Em Março de 2003, após concurso público, entrei na FE/UFG como professor
substituto para ministrar aulas de filosofia da educação para os alunos do quarto ano do curso
de Pedagogia. Isso representou um momento importante para a consolidação da minha prática
docente em nível superior e das minhas reflexões e estudos desenvolvidos ao longo da
carreira acadêmica, principalmente em relação ao sentido do curso de Pedagogia.

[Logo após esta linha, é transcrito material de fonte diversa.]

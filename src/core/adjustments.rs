use crate::core::calculator::hours::round2;
use crate::core::users::UserLogic;
use crate::db::adjustments::{
    delete_adjustment, insert_adjustment, load_adjustment, load_adjustments,
};
use crate::db::log::audit;
use crate::db::pool::DbPool;
use crate::db::queries::load_record;
use crate::errors::{AppError, AppResult};
use crate::models::actor::Actor;
use crate::models::adjustment::{HourAdjustment, NewAdjustment};
use chrono::NaiveDate;

pub const MAX_ADJUSTMENT_HOURS: f64 = 24.0;

/// Append/delete-only log of manual hour corrections.
pub struct AdjustmentLogic;

impl AdjustmentLogic {
    pub fn create(
        pool: &mut DbPool,
        actor: &Actor,
        adj: &NewAdjustment,
    ) -> AppResult<HourAdjustment> {
        actor.require_director()?;
        UserLogic::require_monitor(pool, adj.user_id)?;

        // Stored in hundredths so range totals stay additive.
        let delta = round2(adj.delta_hours);
        if !delta.is_finite() || delta == 0.0 || delta.abs() > MAX_ADJUSTMENT_HOURS {
            return Err(AppError::InvalidRange(format!(
                "delta must be non-zero and within ±{} hours (got {})",
                MAX_ADJUSTMENT_HOURS, adj.delta_hours
            )));
        }

        if adj.reason.trim().is_empty() {
            return Err(AppError::InvalidInput("a reason is required".into()));
        }

        if let Some(record_id) = adj.attendance_id {
            let rec = load_record(&pool.conn, record_id)?
                .ok_or(AppError::RecordNotFound(record_id))?;
            if rec.user_id != adj.user_id {
                return Err(AppError::MismatchedAttendance {
                    record: record_id,
                    monitor: adj.user_id,
                });
            }
        }

        let normalized = NewAdjustment {
            delta_hours: delta,
            reason: adj.reason.trim().to_string(),
            ..adj.clone()
        };
        let created = insert_adjustment(&pool.conn, &normalized, actor.id)?;

        audit(
            &pool.conn,
            actor.id,
            "adjust",
            &format!("monitor {}", created.user_id),
            &format!(
                "#{} {:+.2}h on {}: {}",
                created.id, created.delta_hours, created.date, created.reason
            ),
        )?;
        Ok(created)
    }

    pub fn get(pool: &DbPool, actor: &Actor, id: i64) -> AppResult<HourAdjustment> {
        actor.require_director()?;
        load_adjustment(&pool.conn, id)?.ok_or(AppError::AdjustmentNotFound(id))
    }

    /// Newest first; every bound is optional.
    pub fn list(
        pool: &DbPool,
        actor: &Actor,
        monitor_id: Option<i64>,
        from: Option<NaiveDate>,
        to: Option<NaiveDate>,
    ) -> AppResult<Vec<HourAdjustment>> {
        actor.require_director()?;
        load_adjustments(&pool.conn, monitor_id, from.as_ref(), to.as_ref())
    }

    /// Hard delete. The audit line keeps what was removed.
    pub fn delete(pool: &mut DbPool, actor: &Actor, id: i64) -> AppResult<()> {
        let adj = Self::get(pool, actor, id)?;
        delete_adjustment(&pool.conn, id)?;

        audit(
            &pool.conn,
            actor.id,
            "adjust_del",
            &format!("monitor {}", adj.user_id),
            &format!(
                "Deleted #{} ({:+.2}h on {}, by director {})",
                adj.id, adj.delta_hours, adj.date, adj.director_id
            ),
        )?;
        Ok(())
    }
}
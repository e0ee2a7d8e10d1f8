use crate::errors::{AppError, AppResult};
use crate::ui::messages::warning;
use chrono::{Datelike, Days, NaiveDate};

pub fn today() -> NaiveDate {
    chrono::Local::now().date_naive()
}

pub fn parse_date(s: &str) -> Option<NaiveDate> {
    NaiveDate::parse_from_str(s.trim(), "%Y-%m-%d").ok()
}

/// Resolve an optional `YYYY-MM-DD` input.
///
/// Missing input means `today`. Unparsable input falls back to `today` with a
/// warning, unless `strict` is set, in which case it is refused.
pub fn resolve_date(input: Option<&str>, today: NaiveDate, strict: bool) -> AppResult<NaiveDate> {
    let Some(raw) = input.filter(|s| !s.trim().is_empty()) else {
        return Ok(today);
    };

    match parse_date(raw) {
        Some(d) => Ok(d),
        None if strict => Err(AppError::InvalidInput(format!(
            "invalid date '{}', expected YYYY-MM-DD",
            raw
        ))),
        None => {
            warning(format!("Invalid date '{}', using {} instead.", raw, today));
            Ok(today)
        }
    }
}

/// First and last day of a period written as `YYYY-MM-DD`, `YYYY-MM` or `YYYY`.
pub fn period_bounds(p: &str) -> Option<(NaiveDate, NaiveDate)> {
    let p = p.trim();

    // YYYY-MM-DD
    if let Some(d) = parse_date(p) {
        return Some((d, d));
    }

    // YYYY-MM
    if let Ok(first) = NaiveDate::parse_from_str(&format!("{}-01", p), "%Y-%m-%d") {
        return Some((first, last_day_of_month(first.year(), first.month())?));
    }

    // YYYY
    if p.len() == 4
        && let Ok(year) = p.parse::<i32>()
    {
        return Some((
            NaiveDate::from_ymd_opt(year, 1, 1)?,
            NaiveDate::from_ymd_opt(year, 12, 31)?,
        ));
    }

    None
}

/// Bounds of a `FROM:TO` range where each side is a period; a single period
/// is accepted as well.
pub fn range_bounds(range: &str) -> AppResult<(NaiveDate, NaiveDate)> {
    let bad = || AppError::InvalidInput(format!("invalid period '{}'", range));

    let (from, to) = match range.split_once(':') {
        Some((a, b)) => {
            let (from, _) = period_bounds(a).ok_or_else(bad)?;
            let (_, to) = period_bounds(b).ok_or_else(bad)?;
            (from, to)
        }
        None => period_bounds(range).ok_or_else(bad)?,
    };

    check_range(from, to)?;
    Ok((from, to))
}

pub fn check_range(from: NaiveDate, to: NaiveDate) -> AppResult<()> {
    if from > to {
        return Err(AppError::InvalidInput(format!(
            "range start {} is after its end {}",
            from, to
        )));
    }
    Ok(())
}

pub fn last_day_of_month(year: i32, month: u32) -> Option<NaiveDate> {
    let (y, m) = if month == 12 {
        (year + 1, 1)
    } else {
        (year, month + 1)
    };
    NaiveDate::from_ymd_opt(y, m, 1)?.pred_opt()
}

/// Current month of `today`, first to last day.
pub fn month_of(today: NaiveDate) -> (NaiveDate, NaiveDate) {
    let first = today.with_day(1).unwrap_or(today);
    let last = last_day_of_month(today.year(), today.month()).unwrap_or(today);
    (first, last)
}

/// Monday and Sunday of the ISO week containing `date`.
pub fn week_bounds(date: NaiveDate) -> (NaiveDate, NaiveDate) {
    let offset = date.weekday().num_days_from_monday() as u64;
    let monday = date - Days::new(offset);
    (monday, monday + Days::new(6))
}

/// Split `[from, to]` into ISO-week chunks, clamped to the range.
pub fn split_into_weeks(from: NaiveDate, to: NaiveDate) -> Vec<(NaiveDate, NaiveDate)> {
    let mut out = Vec::new();
    let mut start = from;

    while start <= to {
        let (_, sunday) = week_bounds(start);
        let end = sunday.min(to);
        out.push((start, end));

        match end.succ_opt() {
            Some(next) => start = next,
            None => break,
        }
    }

    out
}

/// Number of days in `[from, to]`, never less than 1.
pub fn span_days(from: NaiveDate, to: NaiveDate) -> i64 {
    ((to - from).num_days() + 1).max(1)
}
use crate::db::pool::DbPool;
use crate::errors::AppResult;
use ansi_term::Colour;
use regex::Regex;
use std::sync::OnceLock;

const OP_TARGET_MAX: usize = 60;

fn ansi_pattern() -> &'static Regex {
    static RE: OnceLock<Regex> = OnceLock::new();
    RE.get_or_init(|| Regex::new(r"\x1B\[[0-9;]*[mK]").expect("static regex"))
}

fn strip_ansi(s: &str) -> String {
    ansi_pattern().replace_all(s, "").into_owned()
}

/// ANSI colour of an audit operation.
fn color_for_operation(op: &str) -> Colour {
    match op {
        "register" | "slot_add" | "adjust" | "config_set" | "config_init" => Colour::Green,
        "authorize" | "recover" | "mark" => Colour::Cyan,
        "reject" => Colour::Yellow,
        "slot_edit" | "slot_replace" | "config_update" => Colour::Yellow,
        "migration_applied" => Colour::Purple,
        "backup" => Colour::Blue,
        "init" => Colour::RGB(255, 153, 51),
        other if other.ends_with("_del") || other.ends_with("_delete") => Colour::Red,
        _ => Colour::White,
    }
}

#[derive(Debug, Clone)]
pub struct LogEntry {
    pub id: i64,
    pub date: String,
    pub operation: String,
    pub target: String,
    pub message: String,
}

pub struct LogLogic;

impl LogLogic {
    /// Audit lines in insertion order, optionally narrowed to one operation
    /// and to the last `limit` entries.
    pub fn load(
        pool: &DbPool,
        operation: Option<&str>,
        limit: Option<usize>,
    ) -> AppResult<Vec<LogEntry>> {
        let mut stmt = pool.conn.prepare_cached(
            "SELECT id, date, operation, target, message FROM log
             WHERE (?1 IS NULL OR operation = ?1)
             ORDER BY id ASC",
        )?;

        let rows = stmt.query_map([operation], |row| {
            let raw_date: String = row.get(1)?;
            let date = chrono::DateTime::parse_from_rfc3339(&raw_date)
                .map(|dt| dt.format("%FT%T%:z").to_string())
                .unwrap_or(raw_date);

            Ok(LogEntry {
                id: row.get(0)?,
                date,
                operation: row.get(2)?,
                target: row.get(3)?,
                message: row.get(4)?,
            })
        })?;

        let mut entries = Vec::new();
        for r in rows {
            entries.push(r?);
        }

        if let Some(n) = limit
            && entries.len() > n
        {
            entries.drain(..entries.len() - n);
        }

        Ok(entries)
    }

    pub fn print_log(pool: &DbPool, operation: Option<&str>, limit: Option<usize>) -> AppResult<()> {
        let entries = Self::load(pool, operation, limit)?;

        if entries.is_empty() {
            println!("📜 Internal log is empty.");
            return Ok(());
        }

        let op_target = |e: &LogEntry| {
            if e.target.is_empty() {
                e.operation.clone()
            } else {
                format!("{} ({})", e.operation, e.target)
            }
        };

        let op_w = entries
            .iter()
            .map(|e| op_target(e).chars().count())
            .max()
            .unwrap_or(10)
            .min(OP_TARGET_MAX);
        let id_w = entries
            .iter()
            .map(|e| e.id.to_string().len())
            .max()
            .unwrap_or(1);
        let date_w = entries.iter().map(|e| e.date.len()).max().unwrap_or(10);

        println!("📜 Internal log:\n");

        for e in &entries {
            let color = color_for_operation(&e.operation);

            let visible = op_target(e);
            let visible = if visible.chars().count() > OP_TARGET_MAX {
                let mut s: String = visible.chars().take(OP_TARGET_MAX - 3).collect();
                s.push_str("...");
                s
            } else {
                visible
            };

            // only the operation word is coloured
            let colored = match visible.split_once(' ') {
                Some((op, rest)) => format!("{} {}", color.paint(op), rest),
                None => color.paint(visible.as_str()).to_string(),
            };

            let padding = " ".repeat(op_w.saturating_sub(strip_ansi(&colored).chars().count()));

            println!(
                "{:>id_w$}: {:<date_w$} | {}{} => {}",
                e.id,
                e.date,
                colored,
                padding,
                e.message,
                id_w = id_w,
                date_w = date_w
            );
        }

        Ok(())
    }
}
use crate::cli::Context;
use crate::cli::parser::UserCmd;
use crate::core::users::UserLogic;
use crate::errors::{AppError, AppResult};
use crate::models::role::Role;
use crate::models::user::User;
use crate::ui::messages::{info, success};
use crate::utils::table::{Column, Table};
use std::io::{self, BufRead};

/// Flag or env value, else the first line of stdin.
fn read_password(arg: &Option<String>) -> AppResult<String> {
    if let Some(p) = arg {
        return Ok(p.clone());
    }
    let mut line = String::new();
    io::stdin().lock().read_line(&mut line)?;
    Ok(line.trim_end_matches(['\r', '\n']).to_string())
}

pub fn handle(cmd: &UserCmd, ctx: &Context) -> AppResult<()> {
    let mut pool = ctx.open()?;

    match cmd {
        UserCmd::Register {
            username,
            name,
            password,
        } => {
            let password = read_password(password)?;
            let user = UserLogic::register_monitor(&mut pool, username, name, &password)?;
            success(format!(
                "Monitor '{}' registered with id {}",
                user.username, user.id
            ));
        }

        UserCmd::Director {
            username,
            name,
            password,
        } => {
            // bootstrap: only the first director may be created anonymously
            if !UserLogic::list(&pool, Some(Role::Director))?.is_empty() {
                ctx.actor(&pool)?.require_director()?;
            }
            let password = read_password(password)?;
            let user = UserLogic::provision_director(&mut pool, username, name, &password)?;
            success(format!(
                "Director '{}' provisioned with id {}",
                user.username, user.id
            ));
        }

        UserCmd::List { role } => {
            ctx.actor(&pool)?.require_director()?;
            let role = role
                .as_deref()
                .map(|r| {
                    Role::from_code(r).ok_or_else(|| {
                        AppError::InvalidInput(format!("invalid role '{}', use MONITOR or DIRECTOR", r))
                    })
                })
                .transpose()?;
            print_users(&UserLogic::list(&pool, role)?);
        }

        UserCmd::Search { query } => {
            let actor = ctx.actor(&pool)?;
            print_users(&UserLogic::search_monitors(&pool, &actor, query)?);
        }

        UserCmd::Show { id } => {
            let actor = ctx.actor(&pool)?;
            if actor.require_director().is_err() && actor.id != *id {
                return Err(AppError::UserNotFound(*id));
            }
            print_users(&[UserLogic::get(&pool, *id)?]);
        }

        UserCmd::Del { id } => {
            let actor = ctx.actor(&pool)?;
            UserLogic::delete(&mut pool, &actor, *id)?;
            success(format!("User {} deleted", id));
        }
    }

    Ok(())
}

fn print_users(users: &[User]) {
    if users.is_empty() {
        info("No users found.");
        return;
    }

    let mut table = Table::new(vec![
        Column::right("ID"),
        Column::left("USERNAME"),
        Column::left("NAME"),
        Column::left("ROLE"),
        Column::left("ACTIVE"),
    ]);
    for u in users {
        table.add_row(vec![
            u.id.to_string(),
            u.username.clone(),
            u.name.clone(),
            u.role.to_db_str().to_string(),
            if u.is_active { "yes" } else { "no" }.to_string(),
        ]);
    }
    table.print();
}
use shiftledger::core::finance::FinanceLogic;
use shiftledger::core::schedule::{MAX_BULK_SLOTS, ScheduleLogic};
use shiftledger::db::queries::SlotFilter;
use shiftledger::errors::{AppError, ErrorKind};
use shiftledger::models::shift::Shift;
use shiftledger::models::site::Site;
use shiftledger::models::slot::SlotInput;

mod common;
use common::{director, monitor, pool, slot};

fn inputs(raw: &[&str]) -> Vec<SlotInput> {
    raw.iter()
        .map(|s| SlotInput::parse_compact(s).expect("compact slot"))
        .collect()
}

#[test]
fn duplicate_weekday_and_shift_is_refused() {
    let mut pool = pool();
    let mon = monitor(&mut pool, "mon", "Mario");
    slot(&mut pool, &mon, 0, "M", "SA");

    // same day and shift, other site: still a duplicate
    let err = ScheduleLogic::create_slot(&mut pool, &mon, mon.id, &SlotInput::new(0, "M", "BA"))
        .unwrap_err();
    assert!(matches!(err, AppError::DuplicateSlot(_)));
    assert_eq!(err.kind(), ErrorKind::Conflict);

    // the afternoon is free
    slot(&mut pool, &mon, 0, "T", "BA");
    assert_eq!(FinanceLogic::slot_count(&pool, mon.id).unwrap(), 2);
}

#[test]
fn invalid_slot_values_are_rejected() {
    let mut pool = pool();
    let mon = monitor(&mut pool, "mon", "Mario");

    for bad in [
        SlotInput::new(7, "M", "SA"),
        SlotInput::new(-1, "M", "SA"),
        SlotInput::new(0, "N", "SA"),
        SlotInput::new(0, "M", "XX"),
    ] {
        let err = ScheduleLogic::create_slot(&mut pool, &mon, mon.id, &bad).unwrap_err();
        assert!(matches!(err, AppError::InvalidSlotData(_)), "{:?}", bad);
        assert_eq!(err.kind(), ErrorKind::InvalidInput);
    }

    // lowercase codes are accepted
    let s = ScheduleLogic::create_slot(&mut pool, &mon, mon.id, &SlotInput::new(6, "t", "ba"))
        .unwrap();
    assert_eq!(s.shift, Shift::Afternoon);
    assert_eq!(s.site, Site::Barcelona);
    assert_eq!(s.weekday_index(), 6);
}

#[test]
fn bulk_create_is_best_effort() {
    let mut pool = pool();
    let mon = monitor(&mut pool, "mon", "Mario");

    let report = ScheduleLogic::bulk_create(
        &mut pool,
        &mon,
        mon.id,
        &inputs(&["0:M:SA", "0:M:BA", "9:M:SA", "1:T:BA"]),
    )
    .unwrap();

    assert_eq!(report.requested, 4);
    assert_eq!(report.created.len(), 2);
    assert_eq!(report.deleted, None);
    assert_eq!(
        report.errors.iter().map(|e| e.item).collect::<Vec<_>>(),
        vec![2, 3]
    );
    assert!(!report.is_complete());
    assert_eq!(FinanceLogic::slot_count(&pool, mon.id).unwrap(), 2);
}

#[test]
fn bulk_replace_leaves_only_the_new_set() {
    let mut pool = pool();
    let mon = monitor(&mut pool, "mon", "Mario");
    slot(&mut pool, &mon, 0, "M", "SA");
    slot(&mut pool, &mon, 1, "M", "SA");
    slot(&mut pool, &mon, 2, "T", "BA");

    let report = ScheduleLogic::bulk_replace(
        &mut pool,
        &mon,
        mon.id,
        &inputs(&["2:M:SA", "2:M:BA", "3:T:BA"]),
    )
    .unwrap();

    assert_eq!(report.deleted, Some(3));
    assert_eq!(report.created.len(), 2);
    assert_eq!(report.errors.len(), 1);
    assert_eq!(report.errors[0].item, 2);

    let slots = ScheduleLogic::list_slots(&pool, &mon, mon.id).unwrap();
    assert_eq!(slots.len(), 2);
    assert_eq!(FinanceLogic::slot_count(&pool, mon.id).unwrap(), 2);
    assert!(slots.iter().all(|s| s.weekday_index() >= 2));
}

#[test]
fn batch_size_is_bounded() {
    let mut pool = pool();
    let mon = monitor(&mut pool, "mon", "Mario");

    let err = ScheduleLogic::bulk_create(&mut pool, &mon, mon.id, &[]).unwrap_err();
    assert_eq!(err.kind(), ErrorKind::InvalidInput);

    let too_many: Vec<SlotInput> = (0..=MAX_BULK_SLOTS)
        .map(|_| SlotInput::new(0, "M", "SA"))
        .collect();
    let err = ScheduleLogic::bulk_replace(&mut pool, &mon, mon.id, &too_many).unwrap_err();
    assert_eq!(err.kind(), ErrorKind::InvalidInput);
}

#[test]
fn update_and_delete_slots() {
    let mut pool = pool();
    let mon = monitor(&mut pool, "mon", "Mario");
    let a = slot(&mut pool, &mon, 0, "M", "SA");
    slot(&mut pool, &mon, 1, "M", "SA");

    let moved =
        ScheduleLogic::update_slot(&mut pool, &mon, mon.id, a.id, &SlotInput::new(4, "T", "BA"))
            .unwrap();
    assert_eq!(moved.weekday_index(), 4);

    let err =
        ScheduleLogic::update_slot(&mut pool, &mon, mon.id, a.id, &SlotInput::new(1, "M", "BA"))
            .unwrap_err();
    assert!(matches!(err, AppError::DuplicateSlot(_)));

    ScheduleLogic::delete_slot(&mut pool, &mon, mon.id, a.id).unwrap();
    let err = ScheduleLogic::delete_slot(&mut pool, &mon, mon.id, a.id).unwrap_err();
    assert!(matches!(err, AppError::SlotNotFound(_)));
}

#[test]
fn monitors_manage_only_their_own_schedule() {
    let mut pool = pool();
    let boss = director(&mut pool, "boss");
    let mon = monitor(&mut pool, "mon", "Mario");
    let other = monitor(&mut pool, "other", "Otto");

    let err = ScheduleLogic::create_slot(&mut pool, &other, mon.id, &SlotInput::new(0, "M", "SA"))
        .unwrap_err();
    assert_eq!(err.kind(), ErrorKind::Forbidden);

    // directors may, but only for monitors
    ScheduleLogic::create_slot(&mut pool, &boss, mon.id, &SlotInput::new(0, "M", "SA")).unwrap();
    let err = ScheduleLogic::create_slot(&mut pool, &boss, boss.id, &SlotInput::new(0, "M", "SA"))
        .unwrap_err();
    assert!(matches!(err, AppError::InvalidMonitor(_)));
}

#[test]
fn fleet_listing_counts_slots_and_monitors() {
    let mut pool = pool();
    let boss = director(&mut pool, "boss");
    let a = monitor(&mut pool, "a", "Ana");
    let b = monitor(&mut pool, "b", "Bea");
    slot(&mut pool, &a, 0, "M", "SA");
    slot(&mut pool, &a, 2, "T", "BA");
    slot(&mut pool, &b, 0, "T", "SA");

    let fleet = ScheduleLogic::list_fleet_slots(&pool, &boss, &SlotFilter::default()).unwrap();
    assert_eq!(fleet.total_slots, 3);
    assert_eq!(fleet.total_monitors, 2);
    assert_eq!(fleet.slots[0].monitor_name, "Ana");

    let sa = ScheduleLogic::list_fleet_slots(
        &pool,
        &boss,
        &SlotFilter::shift_site(None, Some(Site::SanAntonio)),
    )
    .unwrap();
    assert_eq!(sa.total_slots, 2);
    assert_eq!(sa.total_monitors, 2);

    let err = ScheduleLogic::list_fleet_slots(&pool, &a, &SlotFilter::default()).unwrap_err();
    assert_eq!(err.kind(), ErrorKind::Forbidden);
}
use crate::db::queries::date_to_db;
use crate::errors::{AppError, AppResult};
use crate::models::adjustment::{HourAdjustment, NewAdjustment};
use chrono::{Local, NaiveDate};
use rusqlite::types::Type;
use rusqlite::{Connection, OptionalExtension, Result, Row, ToSql, params};

pub fn map_adjustment(row: &Row) -> Result<HourAdjustment> {
    let date_str: String = row.get("date")?;
    let date = NaiveDate::parse_from_str(&date_str, "%Y-%m-%d").map_err(|_| {
        rusqlite::Error::FromSqlConversionFailure(
            0,
            Type::Text,
            Box::new(AppError::InvalidInput(format!("date {}", date_str))),
        )
    })?;

    Ok(HourAdjustment {
        id: row.get("id")?,
        user_id: row.get("user_id")?,
        director_id: row.get("director_id")?,
        date,
        delta_hours: row.get("delta_hours")?,
        reason: row.get("reason")?,
        attendance_id: row.get("attendance_id")?,
        created_at: row.get("created_at")?,
    })
}

pub fn insert_adjustment(
    conn: &Connection,
    adj: &NewAdjustment,
    director_id: i64,
) -> AppResult<HourAdjustment> {
    let created_at = Local::now().to_rfc3339();

    conn.execute(
        "INSERT INTO hour_adjustments
            (user_id, director_id, date, delta_hours, reason, attendance_id, created_at)
         VALUES (?1, ?2, ?3, ?4, ?5, ?6, ?7)",
        params![
            adj.user_id,
            director_id,
            date_to_db(&adj.date),
            adj.delta_hours,
            adj.reason,
            adj.attendance_id,
            created_at,
        ],
    )?;

    Ok(HourAdjustment {
        id: conn.last_insert_rowid(),
        user_id: adj.user_id,
        director_id,
        date: adj.date,
        delta_hours: adj.delta_hours,
        reason: adj.reason.clone(),
        attendance_id: adj.attendance_id,
        created_at,
    })
}

pub fn load_adjustment(conn: &Connection, id: i64) -> AppResult<Option<HourAdjustment>> {
    let adj = conn
        .query_row(
            "SELECT * FROM hour_adjustments WHERE id = ?1",
            [id],
            map_adjustment,
        )
        .optional()?;
    Ok(adj)
}

/// Adjustments, newest first. Every bound is optional.
pub fn load_adjustments(
    conn: &Connection,
    user_id: Option<i64>,
    from: Option<&NaiveDate>,
    to: Option<&NaiveDate>,
) -> AppResult<Vec<HourAdjustment>> {
    let mut sql = String::from("SELECT * FROM hour_adjustments WHERE 1 = 1");
    let mut args: Vec<Box<dyn ToSql>> = Vec::new();

    if let Some(uid) = user_id {
        sql.push_str(" AND user_id = ?");
        args.push(Box::new(uid));
    }
    if let Some(f) = from {
        sql.push_str(" AND date >= ?");
        args.push(Box::new(date_to_db(f)));
    }
    if let Some(t) = to {
        sql.push_str(" AND date <= ?");
        args.push(Box::new(date_to_db(t)));
    }
    sql.push_str(" ORDER BY date DESC, id DESC");

    let mut stmt = conn.prepare(&sql)?;
    let rows = stmt.query_map(
        rusqlite::params_from_iter(args.iter().map(|a| a.as_ref())),
        map_adjustment,
    )?;

    let mut out = Vec::new();
    for r in rows {
        out.push(r?);
    }
    Ok(out)
}

pub fn delete_adjustment(conn: &Connection, id: i64) -> AppResult<usize> {
    Ok(conn.execute("DELETE FROM hour_adjustments WHERE id = ?1", [id])?)
}

/// Adjustments booked by a director.
pub fn count_authored(conn: &Connection, director_id: i64) -> AppResult<i64> {
    Ok(conn.query_row(
        "SELECT COUNT(*) FROM hour_adjustments WHERE director_id = ?1",
        [director_id],
        |r| r.get(0),
    )?)
}
pub mod colors;
pub mod date;
pub mod formatting;
pub mod path;
pub mod table;

pub use formatting::{fmt_hours, fmt_money};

A disciplina que ministrei, auxiliou-me ainda mais no desenvolvimento da capacidade
crítica e articulativa. Durante o período das aulas, identifiquei que as inquietações e dúvidas
quanto ao futuro profissional do pedagogo dos alunos em 2003, eram as mesmas que nossa
turma de graduação em 1992 havia deparado e discutidas por longos períodos na Faculdade
de Educação. A disciplina contribuiu significativamente para o acirramento em sala de aula
dos debates sobre a educação, a escola, a política, a sociedade, a história, o futuro profissional
e a identidade dos pedagogos.
Constatei que o curso ainda provocava diversas insatisfações quanto ao futuro dos
formandos. Essas insatisfações foram registradas, naquele ano, pelos alunos na avaliação final
do curso proporcionada pela coordenação de graduação da FE/UFG.
20
Em 2004, fui designado pela coordenadoria da faculdade para ministrar aulas de
Educação Brasileira, Fundamentos Sócio-Históricos da Educação Brasileira, Políticas
Públicas, Estrutura e Funcionamento de Ensino em diversas unidades acadêmicas que
ofereciam cursos de licenciatura no âmbito da UFG. Essas atividades foram importantes por
verificar, in loco que outros cursos também passavam pelas mesmas dificuldades quanto a
definição de seus objetivos a respeito do tipo de licenciado que a UFG deveria formar. Um
dos pontos mais polêmicos que deparei nas licenciaturas foi o que dizia respeito à articulação
entre a teoria e a prática profissional voltada para a atuação escolar. O antigo esquema “3+1”,
adotado pela instituição em grande parte dos cursos de licenciaturas, levava o universitário a
dedicar-se três anos de sua formação em matérias específicas de seu respectivo curso,
distanciando-o da realidade da escola e da educação brasileira, e um ano para cursar as
disciplinas chamadas pedagógicas, como por exemplo, Psicologia da Educação, Educação
Brasileira, Estrutura e Funcionamento do Ensino e Estágio Supervisionado. Mesmo que
diluídas durante os quatro anos (antigo regime anual), o aluno demonstrava certa aversão a
esse tipo de disciplina, fazendo com que ele se especializasse em áreas não-docentes.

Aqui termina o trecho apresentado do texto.